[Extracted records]

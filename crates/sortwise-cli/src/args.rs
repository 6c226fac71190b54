use std::path::PathBuf;

use clap::{Parser, Subcommand, ValueEnum};

#[derive(Parser)]
#[command(name = "sortwise")]
#[command(about = "Rule-based file organizer with one-step undo")]
#[command(version)]
pub struct Cli {
    /// Verbose output
    #[arg(short, long, global = true)]
    pub verbose: bool,

    /// Quiet output (errors only)
    #[arg(short, long, global = true)]
    pub quiet: bool,

    /// Base directory (default: ~/.sortwise)
    #[arg(long, global = true)]
    pub base_dir: Option<PathBuf>,

    #[command(subcommand)]
    pub command: Commands,
}

#[derive(Clone, Copy, Debug, ValueEnum)]
#[allow(clippy::enum_variant_names)]
pub enum Shell {
    Bash,
    Zsh,
    Fish,
    PowerShell,
    Elvish,
}

#[derive(Clone, Copy, Debug, Default, ValueEnum)]
pub enum GroupBy {
    /// Group by destination folder
    #[default]
    Folder,
    /// Group by file category
    Category,
}

#[derive(Subcommand)]
pub enum Commands {
    /// Show where each file would go, without touching anything
    Preview {
        /// Folder to organize
        dir: PathBuf,

        /// Descend into subfolders (overrides config)
        #[arg(short, long)]
        recursive: bool,

        /// Grouping of the preview
        #[arg(short, long, value_enum, default_value_t = GroupBy::Folder)]
        group_by: GroupBy,

        /// Also list files no rule matched
        #[arg(long)]
        all: bool,
    },

    /// Apply the rules to a folder
    Organize {
        /// Folder to organize
        dir: PathBuf,

        /// Descend into subfolders (overrides config)
        #[arg(short, long)]
        recursive: bool,

        /// Same as `preview`
        #[arg(long)]
        dry_run: bool,
    },

    /// Reverse the last organize run
    Undo {
        /// Show what would be undone without doing it
        #[arg(long)]
        dry_run: bool,
    },

    /// Manage rules
    Rules {
        #[command(subcommand)]
        action: RulesAction,
    },

    /// Inspect categories
    Categories {
        #[command(subcommand)]
        action: CategoriesAction,
    },

    /// Manage configuration
    Config {
        #[command(subcommand)]
        action: ConfigAction,
    },

    /// Organize a folder, then keep organizing it as files arrive
    Watch {
        /// Folder to watch
        dir: PathBuf,

        /// Descend into subfolders (overrides config)
        #[arg(short, long)]
        recursive: bool,

        /// Quiet period in milliseconds (overrides config)
        #[arg(long)]
        debounce_ms: Option<u64>,
    },

    /// Generate shell completions
    Completions {
        /// Shell to generate completions for
        #[arg(value_enum)]
        shell: Shell,
    },
}

#[derive(Subcommand)]
pub enum RulesAction {
    /// List rules in evaluation order
    List,
    /// Show one rule as it appears in the rules file
    Show {
        /// Rule id (see `rules list`)
        id: String,
    },
    /// Check rules for problems
    Validate,
    /// Write a sample rules file (if missing)
    Init,
    /// Show rules file path
    Path,
}

#[derive(Subcommand)]
pub enum CategoriesAction {
    /// List categories with their extensions and destinations
    List,
}

#[derive(Subcommand)]
pub enum ConfigAction {
    /// Get a config value
    Get {
        /// Config key (e.g., organize.recursive)
        key: String,
    },
    /// Set a config value
    Set {
        /// Config key (e.g., watch.debounce_ms)
        key: String,
        /// Value to set
        value: String,
    },
    /// List all config values
    List,
    /// Show config file path
    Path,
    /// Initialize config file with default template
    Init,
}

** What is being asked **
In the records above, find each line with the word "ConfigAction" and copy it.

** Result **
        action: ConfigAction,
pub enum ConfigAction {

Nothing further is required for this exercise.